​I came into the Hackspace full of determination to get some movement out of the CNC machine. The new motor is fitted along with the new four pin barrel connectors. The first job is to test the new motor by connecting it up to a known working driver chip on the CNC shield. Laszlo was keen to help out.

To also improve things I have commandeered one of the 5 Dell desktops that were donated from London Hackspace (Thanks Jon!) to be a dedicated machine for CNC work. I installed Cambam, Arduino IDE, Universal Gcode Sender and a load of other essentials (Java, 7zip, Sublime etc)

Motor testing

We plugged in the new motor and as soon as the Arduino was powered up the motor started clicking away like the old broken one did. Crap, I hope I didn’t pull and refitted the same broken motor. So we plugged in what I thought was the broken one and it also clicked. It could be that the replacement motor was broken too or that the driver chip was duff. To test the driver chip hooked up the X motor to driver chip A and all worked so the driver is ok. After much head scratching and some motor disassembly, Laszlo noticed that two of the wires going into the white motor connector plug were in a different order to all the rest. This would have meant the coil pairs would have been crossed over and would explain the clicking. Flipping these wires fixed the click and the motor ran fine. The faulty plug was being shared between the motors that seemed to test as failed which explains the symptoms.

Granchy movement

After reconnecting all the motor and getting the directions correct we sent some basic move commands from the Universal Gcode sender. The Y axis was nice and smooth but the X & Z were very lumpy and crunchy. They were also moving far too fast which suggested the micro-stepping wasn’t working.
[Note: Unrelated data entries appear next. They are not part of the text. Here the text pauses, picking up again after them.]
//! In-memory fakes of the core ports, shared by the unit tests of this crate.

use std::collections::HashMap;
use std::sync::Mutex;

use async_trait::async_trait;

use crate::domain::{Category, CategoryDraft, CategoryId, CategoryType, Resource};
use crate::ports::{CategoryRepository, KeyValueStore, PortError, PortResult};

#[derive(Default)]
struct RepoInner {
    remote: Vec<Category>,
    calls: Vec<String>,
    fail_reads: bool,
    fail_writes: bool,
    next_id: usize,
}

/// A `CategoryRepository` backed by a vector, recording every successful call.
#[derive(Default)]
pub struct FakeRepository {
    inner: Mutex<RepoInner>,
}

impl FakeRepository {
    pub fn with_remote(categories: Vec<Category>) -> Self {
        let repo = Self::default();
        repo.inner.lock().unwrap().remote = categories;
        repo
    }

    pub fn fail_reads(&self, fail: bool) {
        self.inner.lock().unwrap().fail_reads = fail;
    }

    pub fn fail_writes(&self, fail: bool) {
        self.inner.lock().unwrap().fail_writes = fail;
    }

    pub fn calls(&self) -> Vec<String> {
        self.inner.lock().unwrap().calls.clone()
    }

    pub fn remote(&self) -> Vec<Category> {
        self.inner.lock().unwrap().remote.clone()
    }
}

fn write_failure() -> PortError {
    PortError::Remote("simulated write failure".to_string())
}

#[async_trait]
impl CategoryRepository for FakeRepository {
    async fn fetch_categories(&self) -> PortResult<Vec<Category>> {
        let mut inner = self.inner.lock().unwrap();
        if inner.fail_reads {
            return Err(PortError::Remote("simulated read failure".to_string()));
        }
        inner.calls.push("fetch".to_string());
        Ok(inner.remote.clone())
    }

    async fn create_category(&self, draft: &CategoryDraft) -> PortResult<Category> {
        let mut inner = self.inner.lock().unwrap();
        if inner.fail_writes {
            return Err(write_failure());
        }
        inner.next_id += 1;
        let created = Category {
            id: CategoryId::new(format!("srv-{}", inner.next_id)),
            label: draft.label.clone(),
            description: draft.description.clone(),
            kind: draft.kind,
            selected: draft.selected,
            resources: Vec::new(),
        };
        inner.remote.push(created.clone());
        inner.calls.push("create".to_string());
        Ok(created)
    }

    async fn update_category(&self, id: &CategoryId, draft: &CategoryDraft) -> PortResult<()> {
        let mut inner = self.inner.lock().unwrap();
        if inner.fail_writes {
            return Err(write_failure());
        }
        if let Some(row) = inner.remote.iter_mut().find(|c| &c.id == id) {
            row.label = draft.label.clone();
            row.description = draft.description.clone();
            row.kind = draft.kind;
            row.selected = draft.selected;
        }
        inner.calls.push(format!("update {}", id));
        Ok(())
    }

    async fn delete_category(&self, id: &CategoryId) -> PortResult<()> {
        let mut inner = self.inner.lock().unwrap();
        if inner.fail_writes {
            return Err(write_failure());
        }
        inner.remote.retain(|c| &c.id != id);
        inner.calls.push(format!("delete {}", id));
        Ok(())
    }

    async fn delete_category_resources(&self, category_id: &CategoryId) -> PortResult<()> {
        let mut inner = self.inner.lock().unwrap();
        if let Some(row) = inner.remote.iter_mut().find(|c| &c.id == category_id) {
            row.resources.clear();
        }
        inner.calls.push(format!("delete_resources {}", category_id));
        Ok(())
    }

    async fn create_resources(
        &self,
        category_id: &CategoryId,
        resources: &[Resource],
    ) -> PortResult<()> {
        let valid: Vec<Resource> = resources.iter().filter(|r| r.is_valid()).cloned().collect();
        if valid.is_empty() {
            return Ok(());
        }
        let mut inner = self.inner.lock().unwrap();
        if inner.fail_writes {
            return Err(write_failure());
        }
        let count = valid.len();
        if let Some(row) = inner.remote.iter_mut().find(|c| &c.id == category_id) {
            row.resources.extend(valid);
        }
        inner
            .calls
            .push(format!("create_resources {} {}", category_id, count));
        Ok(())
    }

    async fn update_selection(
        &self,
        kind: CategoryType,
        id: Option<&CategoryId>,
    ) -> PortResult<()> {
        let mut inner = self.inner.lock().unwrap();
        if inner.fail_writes {
            return Err(write_failure());
        }
        for row in inner.remote.iter_mut().filter(|c| c.kind == kind) {
            row.selected = Some(&row.id) == id;
        }
        let target = id.map(|id| id.to_string()).unwrap_or_else(|| "-".to_string());
        inner.calls.push(format!("select {} {}", kind, target));
        Ok(())
    }

    async fn has_categories(&self) -> PortResult<bool> {
        Ok(!self.inner.lock().unwrap().remote.is_empty())
    }
}

/// A `KeyValueStore` over a `HashMap`, with a switch to make writes fail.
#[derive(Default)]
pub struct MemoryStore {
    items: Mutex<HashMap<String, String>>,
    fail_writes: Mutex<bool>,
}

impl MemoryStore {
    pub fn with_item(key: &str, value: &str) -> Self {
        let store = Self::default();
        store
            .items
            .lock()
            .unwrap()
            .insert(key.to_string(), value.to_string());
        store
    }

    pub fn fail_writes(&self, fail: bool) {
        *self.fail_writes.lock().unwrap() = fail;
    }

    pub fn raw(&self, key: &str) -> Option<String> {
        self.items.lock().unwrap().get(key).cloned()
    }
}

impl KeyValueStore for MemoryStore {
    fn get_item(&self, key: &str) -> PortResult<Option<String>> {
        Ok(self.items.lock().unwrap().get(key).cloned())
    }

    fn set_item(&self, key: &str, value: &str) -> PortResult<()> {
        if *self.fail_writes.lock().unwrap() {
            return Err(PortError::Storage("quota exceeded".to_string()));
        }
        self.items
            .lock()
            .unwrap()
            .insert(key.to_string(), value.to_string());
        Ok(())
    }

    fn remove_item(&self, key: &str) -> PortResult<()> {
        self.items.lock().unwrap().remove(key);
        Ok(())
    }
}
//! crates/turntable_core/src/store.rs
//!
//! The turntable store: owns the state, commits mutations through the reducer,
//! notifies subscribers and runs the asynchronous actions that talk to the
//! remote repository.
//!
//! Whether a remote backend exists is decided once, when the store is built.
//! Remote failures never block local use; only `save_category` hands an error
//! back, and only after the local state has already been updated.

use std::sync::Arc;

use tracing::{error, info, warn};

use crate::defaults::default_categories;
use crate::domain::{Category, CategoryId, CategoryType};
use crate::persistence::PersistenceBridge;
use crate::ports::{CategoryRepository, PortResult};
use crate::state::{Mutation, TurntableState};

/// Called with each committed mutation and the state it produced.
pub type Subscriber = Box<dyn Fn(&Mutation, &TurntableState) + Send + Sync>;

pub struct Turntable {
    state: TurntableState,
    backend: Option<Arc<dyn CategoryRepository>>,
    subscribers: Vec<Subscriber>,
}

impl Turntable {
    /// Creates a store over `initial`. Pass `None` as the backend to run local-only.
    pub fn new(initial: TurntableState, backend: Option<Arc<dyn CategoryRepository>>) -> Self {
        Self {
            state: initial,
            backend,
            subscribers: Vec::new(),
        }
    }

    /// Restores the state from local storage and persists every later mutation there.
    pub fn with_persistence(
        bridge: &PersistenceBridge,
        backend: Option<Arc<dyn CategoryRepository>>,
    ) -> Self {
        let initial = bridge
            .load()
            .map(|snapshot| snapshot.into_state())
            .unwrap_or_default();
        let mut store = Self::new(initial, backend);
        store.subscribe(bridge.subscriber());
        store
    }

    pub fn subscribe<F>(&mut self, subscriber: F)
    where
        F: Fn(&Mutation, &TurntableState) + Send + Sync + 'static,
    {
        self.subscribers.push(Box::new(subscriber));
    }

    pub fn state(&self) -> &TurntableState {
        &self.state
    }

    pub fn remote_enabled(&self) -> bool {
        self.backend.is_some()
    }

    /// Applies a mutation and notifies every subscriber.
    pub fn commit(&mut self, mutation: Mutation) {
        let state = std::mem::take(&mut self.state);
        self.state = state.reduce(mutation.clone());
        for subscriber in &self.subscribers {
            subscriber(&mutation, &self.state);
        }
    }

    //=====================================================================================
    // Actions
    //=====================================================================================

    /// Brings the state up at startup.
    ///
    /// Local data is kept when there is no backend, and refreshed from the backend
    /// when there is one. Without local data the backend is asked first and the
    /// bundled defaults are the last resort.
    pub async fn initialize(&mut self) {
        if !self.state.is_empty() {
            if self.backend.is_some() {
                if let Err(e) = self.resync().await {
                    warn!("Failed to sync from backend, using local data: {}", e);
                }
            }
            return;
        }

        if let Some(backend) = self.backend.clone() {
            match backend.fetch_categories().await {
                Ok(categories) if !categories.is_empty() => {
                    let resources: usize = categories.iter().map(|c| c.resources.len()).sum();
                    info!(
                        categories = categories.len(),
                        resources, "Loaded categories from backend"
                    );
                    self.adopt_remote(categories);
                    return;
                }
                Ok(_) => info!("Backend has no categories yet"),
                Err(e) => error!("Failed to load categories from backend: {}", e),
            }
        }

        info!("Using bundled default categories");
        self.commit(Mutation::SetCategories(default_categories()));
    }

    /// Replaces the list with the remote one, then points each type at the
    /// first category the backend reports as selected.
    fn adopt_remote(&mut self, categories: Vec<Category>) {
        let selected_project = categories
            .iter()
            .find(|c| c.kind == CategoryType::Project && c.selected)
            .map(|c| c.id.clone());
        let selected_learning = categories
            .iter()
            .find(|c| c.kind != CategoryType::Project && c.selected)
            .map(|c| c.id.clone());

        self.commit(Mutation::SetCategories(categories));

        if let Some(id) = selected_project {
            self.commit(Mutation::MarkSelected {
                kind: CategoryType::Project,
                id: Some(id),
            });
        }
        if let Some(id) = selected_learning {
            self.commit(Mutation::MarkSelected {
                kind: CategoryType::Learning,
                id: Some(id),
            });
        }
    }

    /// Pulls the remote list and replaces the local one if it is non-empty.
    pub async fn resync(&mut self) -> PortResult<()> {
        let Some(backend) = self.backend.clone() else {
            return Ok(());
        };

        let categories = backend.fetch_categories().await?;
        if !categories.is_empty() {
            self.commit(Mutation::SetCategories(categories));
        }
        Ok(())
    }

    /// Saves a category with its resources and returns the stored version.
    ///
    /// A temporary id is swapped for the server id on success. On failure the
    /// category is still applied locally before the error is returned.
    pub async fn save_category(&mut self, category: Category) -> PortResult<Category> {
        let Some(backend) = self.backend.clone() else {
            self.commit(Mutation::UpdateCategory {
                category: category.clone(),
                previous_id: None,
            });
            return Ok(category);
        };

        let previous_id = (category.id.is_unsaved() && !category.id.as_str().is_empty())
            .then(|| category.id.clone());

        match backend.save_category_with_resources(&category).await {
            Ok(saved) => {
                self.commit(Mutation::UpdateCategory {
                    category: saved.clone(),
                    previous_id,
                });
                Ok(saved)
            }
            Err(e) => {
                error!(id = %category.id, "Failed to save category to backend: {}", e);
                self.commit(Mutation::UpdateCategory {
                    category,
                    previous_id: None,
                });
                Err(e)
            }
        }
    }

    /// Removes a category. The local removal happens whatever the backend says.
    pub async fn delete_category(&mut self, id: &CategoryId) {
        let backend = match &self.backend {
            Some(backend) if !id.is_unsaved() => backend.clone(),
            _ => {
                self.commit(Mutation::RemoveCategory(id.clone()));
                return;
            }
        };

        if self.state.find(id).is_none() {
            warn!(%id, "Category not found");
            self.commit(Mutation::RemoveCategory(id.clone()));
            return;
        }

        if let Err(e) = backend.delete_category(id).await {
            error!(%id, "Failed to delete category from backend: {}", e);
        }
        self.commit(Mutation::RemoveCategory(id.clone()));
    }

    /// Picks `id` for `kind`, or clears the pick when `id` is `None`.
    /// The local selection is applied whatever the backend says.
    pub async fn select_category(&mut self, kind: CategoryType, id: Option<CategoryId>) {
        let target = match (&self.backend, &id) {
            (Some(backend), Some(target)) if !target.is_unsaved() => {
                Some((backend.clone(), target.clone()))
            }
            _ => None,
        };

        if let Some((backend, target)) = target {
            if self.state.find(&target).is_none() {
                warn!(id = %target, "Category not found for selection");
            } else if let Err(e) = backend.update_selection(kind, Some(&target)).await {
                error!(id = %target, "Failed to select category in backend: {}", e);
            }
        }

        self.commit(Mutation::MarkSelected { kind, id });
    }
}
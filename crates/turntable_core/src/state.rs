//! crates/turntable_core/src/state.rs
//!
//! The in-memory turntable state and the pure reducer that applies mutations to it.

use crate::domain::{Category, CategoryId, CategoryType, SelectionPointers};

/// A synchronous, local-only change to the turntable state.
#[derive(Debug, Clone, PartialEq)]
pub enum Mutation {
    /// Replace the whole category list.
    SetCategories(Vec<Category>),
    /// Append one category.
    AddCategory(Category),
    /// Remove a category, clearing its selection pointer if it was the pick.
    RemoveCategory(CategoryId),
    /// Replace the category matching `previous_id` (or the category's own id),
    /// appending it when nothing matches.
    UpdateCategory {
        category: Category,
        previous_id: Option<CategoryId>,
    },
    /// Make `id` the only selected category of `kind`, or clear the pick.
    MarkSelected {
        kind: CategoryType,
        id: Option<CategoryId>,
    },
}

impl Mutation {
    pub fn name(&self) -> &'static str {
        match self {
            Mutation::SetCategories(_) => "set_categories",
            Mutation::AddCategory(_) => "add_category",
            Mutation::RemoveCategory(_) => "remove_category",
            Mutation::UpdateCategory { .. } => "update_category",
            Mutation::MarkSelected { .. } => "mark_selected",
        }
    }
}

/// Categories plus the current pick for each category type.
#[derive(Debug, Clone, PartialEq, Default)]
pub struct TurntableState {
    categories: Vec<Category>,
    current: SelectionPointers,
}

impl TurntableState {
    pub fn new(categories: Vec<Category>, current: SelectionPointers) -> Self {
        Self {
            categories,
            current,
        }
    }

    // --- Getters ---

    pub fn categories(&self) -> &[Category] {
        &self.categories
    }

    pub fn project_categories(&self) -> impl Iterator<Item = &Category> {
        self.categories
            .iter()
            .filter(|c| c.kind == CategoryType::Project)
    }

    /// Everything that is not a project.
    pub fn learning_categories(&self) -> impl Iterator<Item = &Category> {
        self.categories
            .iter()
            .filter(|c| c.kind != CategoryType::Project)
    }

    pub fn current_ids(&self) -> &SelectionPointers {
        &self.current
    }

    /// The category the pointer of `kind` refers to, if it still exists.
    pub fn current_category(&self, kind: CategoryType) -> Option<&Category> {
        let id = self.current.get(kind)?;
        self.find(id)
    }

    pub fn find(&self, id: &CategoryId) -> Option<&Category> {
        self.categories.iter().find(|c| &c.id == id)
    }

    pub fn is_empty(&self) -> bool {
        self.categories.is_empty()
    }

    // --- Reducer ---

    /// Applies one mutation and returns the resulting state.
    pub fn reduce(mut self, mutation: Mutation) -> Self {
        match mutation {
            Mutation::SetCategories(categories) => {
                self.categories = categories;
            }
            Mutation::AddCategory(category) => {
                self.categories.push(category);
            }
            Mutation::RemoveCategory(id) => {
                if let Some(index) = self.categories.iter().position(|c| c.id == id) {
                    let removed = self.categories.remove(index);
                    if self.current.get(removed.kind) == Some(&id) {
                        self.current.set(removed.kind, None);
                    }
                }
            }
            Mutation::UpdateCategory {
                category,
                previous_id,
            } => {
                let old_id = previous_id.unwrap_or_else(|| category.id.clone());
                let index = self
                    .categories
                    .iter()
                    .position(|c| c.id == old_id || c.id == category.id);

                match index {
                    Some(index) => {
                        let kind = category.kind;
                        let new_id = category.id.clone();
                        self.categories[index] = category;

                        if old_id != new_id && self.current.get(kind) == Some(&old_id) {
                            self.current.set(kind, Some(new_id));
                        }
                    }
                    None => self.categories.push(category),
                }
            }
            Mutation::MarkSelected { kind, id } => {
                for category in self.categories.iter_mut().filter(|c| c.kind == kind) {
                    category.selected = id.as_ref() == Some(&category.id);
                }
                self.current.set(kind, id);
            }
        }
        self
    }
}

#[cfg(test)]
mod tests {
    use super::*;
    use crate::domain::Resource;

    fn category(id: &str, kind: CategoryType) -> Category {
        Category {
            id: CategoryId::new(id),
            label: id.to_uppercase(),
            description: String::new(),
            kind,
            selected: false,
            resources: vec![Resource::new("Docs", "https://example.com/docs")],
        }
    }

    fn seeded() -> TurntableState {
        TurntableState::default().reduce(Mutation::SetCategories(vec![
            category("p1", CategoryType::Project),
            category("p2", CategoryType::Project),
            category("l1", CategoryType::Learning),
            category("l2", CategoryType::Learning),
        ]))
    }

    fn selected_count(state: &TurntableState, kind: CategoryType) -> usize {
        state
            .categories()
            .iter()
            .filter(|c| c.kind == kind && c.selected)
            .count()
    }

    #[test]
    fn getters_split_by_type() {
        let state = seeded();
        assert_eq!(state.project_categories().count(), 2);
        assert_eq!(state.learning_categories().count(), 2);
        assert!(state.current_category(CategoryType::Project).is_none());
    }

    #[test]
    fn selection_keeps_at_most_one_per_type() {
        let state = seeded()
            .reduce(Mutation::MarkSelected {
                kind: CategoryType::Project,
                id: Some("p1".into()),
            })
            .reduce(Mutation::MarkSelected {
                kind: CategoryType::Project,
                id: Some("p2".into()),
            })
            .reduce(Mutation::MarkSelected {
                kind: CategoryType::Learning,
                id: Some("l1".into()),
            });

        assert_eq!(selected_count(&state, CategoryType::Project), 1);
        assert_eq!(selected_count(&state, CategoryType::Learning), 1);
        assert_eq!(
            state.current_category(CategoryType::Project).map(|c| c.id.as_str()),
            Some("p2")
        );
        assert_eq!(state.current_ids().learning, Some(CategoryId::new("l1")));
    }

    #[test]
    fn clearing_selection_unselects_the_whole_type() {
        let state = seeded()
            .reduce(Mutation::MarkSelected {
                kind: CategoryType::Learning,
                id: Some("l2".into()),
            })
            .reduce(Mutation::MarkSelected {
                kind: CategoryType::Learning,
                id: None,
            });

        assert_eq!(selected_count(&state, CategoryType::Learning), 0);
        assert_eq!(state.current_ids().learning, None);
    }

    #[test]
    fn removing_the_pick_clears_its_pointer_only() {
        let state = seeded()
            .reduce(Mutation::MarkSelected {
                kind: CategoryType::Project,
                id: Some("p1".into()),
            })
            .reduce(Mutation::MarkSelected {
                kind: CategoryType::Learning,
                id: Some("l1".into()),
            })
            .reduce(Mutation::RemoveCategory("p1".into()));

        assert!(state.find(&"p1".into()).is_none());
        assert_eq!(state.current_ids().project, None);
        assert_eq!(state.current_ids().learning, Some(CategoryId::new("l1")));
    }

    #[test]
    fn removing_unknown_id_is_a_no_op() {
        let before = seeded();
        let after = before.clone().reduce(Mutation::RemoveCategory("nope".into()));
        assert_eq!(before, after);
    }

    #[test]
    fn update_swaps_temporary_id_and_rewrites_pointer() {
        let temp = category("custom-abc", CategoryType::Learning);
        let state = seeded()
            .reduce(Mutation::AddCategory(temp.clone()))
            .reduce(Mutation::MarkSelected {
                kind: CategoryType::Learning,
                id: Some(temp.id.clone()),
            });

        let saved = Category {
            id: CategoryId::new("0b6f4a52-server"),
            ..temp.clone()
        };
        let state = state.reduce(Mutation::UpdateCategory {
            category: saved,
            previous_id: Some(temp.id.clone()),
        });

        assert_eq!(state.categories().len(), 5);
        assert!(state.find(&temp.id).is_none());
        assert_eq!(
            state.current_ids().learning,
            Some(CategoryId::new("0b6f4a52-server"))
        );
    }

    #[test]
    fn update_without_match_appends() {
        let state = seeded().reduce(Mutation::UpdateCategory {
            category: category("l3", CategoryType::Learning),
            previous_id: None,
        });
        assert_eq!(state.categories().len(), 5);
        assert_eq!(state.categories()[4].id, CategoryId::new("l3"));
    }

    #[test]
    fn update_in_place_keeps_position() {
        let mut renamed = category("p2", CategoryType::Project);
        renamed.label = "Renamed".into();
        let state = seeded().reduce(Mutation::UpdateCategory {
            category: renamed,
            previous_id: None,
        });
        assert_eq!(state.categories()[1].label, "Renamed");
        assert_eq!(state.categories().len(), 4);
    }
}
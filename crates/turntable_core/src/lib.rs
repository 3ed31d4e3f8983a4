pub mod defaults;
pub mod domain;
pub mod persistence;
pub mod ports;
pub mod state;
pub mod store;

#[cfg(test)]
mod testing;

pub use domain::{Category, CategoryDraft, CategoryId, CategoryType, Resource, SelectionPointers};
pub use persistence::{PersistenceBridge, Snapshot, STORAGE_KEY};
pub use ports::{CategoryRepository, KeyValueStore, PortError, PortResult};
pub use state::{Mutation, TurntableState};
pub use store::Turntable;
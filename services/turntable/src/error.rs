//! services/turntable/src/error.rs
//!
//! Defines the primary error type for the turntable service.

use crate::config::ConfigError;
use crate::tools::MigrationError;
use turntable_core::ports::PortError;

/// The primary error type for the `turntable` service.
#[derive(Debug, thiserror::Error)]
pub enum AppError {
    /// Represents an error that occurred during configuration loading.
    #[error("Configuration error: {0}")]
    Config(#[from] ConfigError),

    /// Represents an error that propagated up from one of the core service ports.
    #[error("Service Port Error: {0}")]
    Port(#[from] PortError),

    /// Represents a standard Input/Output error (e.g., writing a backup file).
    #[error("IO error: {0}")]
    Io(#[from] std::io::Error),

    /// Represents a JSON encoding or decoding failure.
    #[error("JSON error: {0}")]
    Json(#[from] serde_json::Error),

    /// Represents a migration that stopped before copying anything.
    #[error("Migration error: {0}")]
    Migration(#[from] MigrationError),

    /// A catch-all for any other unexpected errors.
    #[error("An unexpected internal error occurred: {0}")]
    Internal(String),
}
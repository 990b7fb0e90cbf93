//! Defines the Abstract Syntax Tree (AST) for XPath 1.0 expressions.

/// The top-level expression that can be evaluated.
#[derive(Debug, Clone, PartialEq)]
pub enum Expression {
    Literal(String),
    Number(f64),
    LocationPath(LocationPath),
    /// A primary expression filtered by predicates, e.g. `(//item)[1]`.
    Filter {
        expr: Box<Expression>,
        predicates: Vec<Expression>,
    },
    Variable(String),
    FunctionCall {
        name: String,
        args: Vec<Expression>,
    },
    BinaryOp {
        left: Box<Expression>,
        op: BinaryOperator,
        right: Box<Expression>,
    },
    UnaryOp {
        op: UnaryOperator,
        expr: Box<Expression>,
    },
}

impl Expression {
    /// Checks if the expression is a `LocationPath` variant.
    pub fn is_location_path(&self) -> bool {
        matches!(self, Expression::LocationPath(_))
    }

    /// Checks if the expression is a `BinaryOp` variant.
    pub fn is_binary_op(&self) -> bool {
        matches!(self, Expression::BinaryOp { .. })
    }
}

#[derive(Debug, Clone, Copy, PartialEq, Eq)]
pub enum UnaryOperator {
    Minus,
}

#[derive(Debug, Clone, Copy, PartialEq, Eq)]
pub enum BinaryOperator {
    // Logical
    Or,
    And,
    // Equality
    Equals,
    NotEquals,
    // Relational
    LessThan,
    LessThanOrEqual,
    GreaterThan,
    GreaterThanOrEqual,
    // Additive
    Plus,
    Minus,
    // Multiplicative
    Multiply,
    Divide,
    Modulo,
    // Set
    Union,
}

/// Represents a full location path, like `/child::foo`, `descendant::bar[1]`, or `$var/item`.
#[derive(Debug, Clone, PartialEq)]
pub struct LocationPath {
    /// An optional starting expression, for paths like `(//a)[1]/b` or `func()/foo`.
    /// If `None`, the path starts from the context node or root.
    pub start_point: Option<Box<Expression>>,
    /// True if the path starts from the document root (e.g., `/foo`).
    /// Meaningless if `start_point` is `Some`.
    pub is_absolute: bool,
    pub steps: Vec<Step>,
}

/// A single step in a location path, like `child::foo[position() > 1]`.
#[derive(Debug, Clone, PartialEq)]
pub struct Step {
    pub axis: Axis,
    pub node_test: NodeTest,
    pub predicates: Vec<Expression>,
}

impl Step {
    /// The `node()` step along `axis` with no predicates; this is what `.`, `..`
    /// and the implicit step of `//` expand to.
    pub fn any_node(axis: Axis) -> Self {
        Step {
            axis,
            node_test: NodeTest::NodeType(NodeTypeTest::Node),
            predicates: vec![],
        }
    }
}

#[derive(Debug, Clone, Copy, PartialEq, Eq)]
pub enum Axis {
    Child,
    Descendant,
    DescendantOrSelf,
    Attribute,
    Parent,
    Ancestor,
    AncestorOrSelf,
    SelfAxis,
    FollowingSibling,
    PrecedingSibling,
    Following,
    Preceding,
}

impl Axis {
    /// Reverse axes number their nodes in reverse document order for predicates.
    pub fn is_reverse(self) -> bool {
        matches!(
            self,
            Axis::Parent
                | Axis::Ancestor
                | Axis::AncestorOrSelf
                | Axis::PrecedingSibling
                | Axis::Preceding
        )
    }
}

/// A name test as written in the expression, plus the namespace URI its prefix
/// resolves to once the expression has been compiled against a namespace table.
#[derive(Debug, Clone, PartialEq, Eq)]
pub struct NameTest {
    pub prefix: Option<String>,
    pub local_part: String,
    pub namespace: Option<String>,
}

impl NameTest {
    pub fn new(prefix: Option<&str>, local_part: &str) -> Self {
        NameTest {
            prefix: prefix.map(str::to_string),
            local_part: local_part.to_string(),
            namespace: None,
        }
    }
}

#[derive(Debug, Clone, PartialEq, Eq)]
pub enum NodeTest {
    /// A qualified name test (e.g., `foo`, `oai:record`).
    Name(NameTest),
    /// A wildcard test (`*`).
    Wildcard,
    /// A namespace wildcard test (`oai:*`).
    NamespaceWildcard {
        prefix: String,
        namespace: Option<String>,
    },
    /// A node type test (e.g., `text()`, `node()`).
    NodeType(NodeTypeTest),
}

#[derive(Debug, Clone, Copy, PartialEq, Eq)]
pub enum NodeTypeTest {
    Text,
    Node,
    Comment,
    ProcessingInstruction,
}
The micro-stepping is controlled by jumpers under the driver chip and sure enough X & Y had no jumpers set. Putting these back in smoothed out the motion and slowed down the movement.

First run on GRLB

To give it a decent test, I plotted out a 30mm circle in CamBam and set a pocket operation with a 1mm tool. I exported the gcode and sent it to the Shapeoko via Universal Gcode sender. All axis moved smoothly and quietly. We were not cutting at this time as we have no end stops connected so cannot run the homing procedure.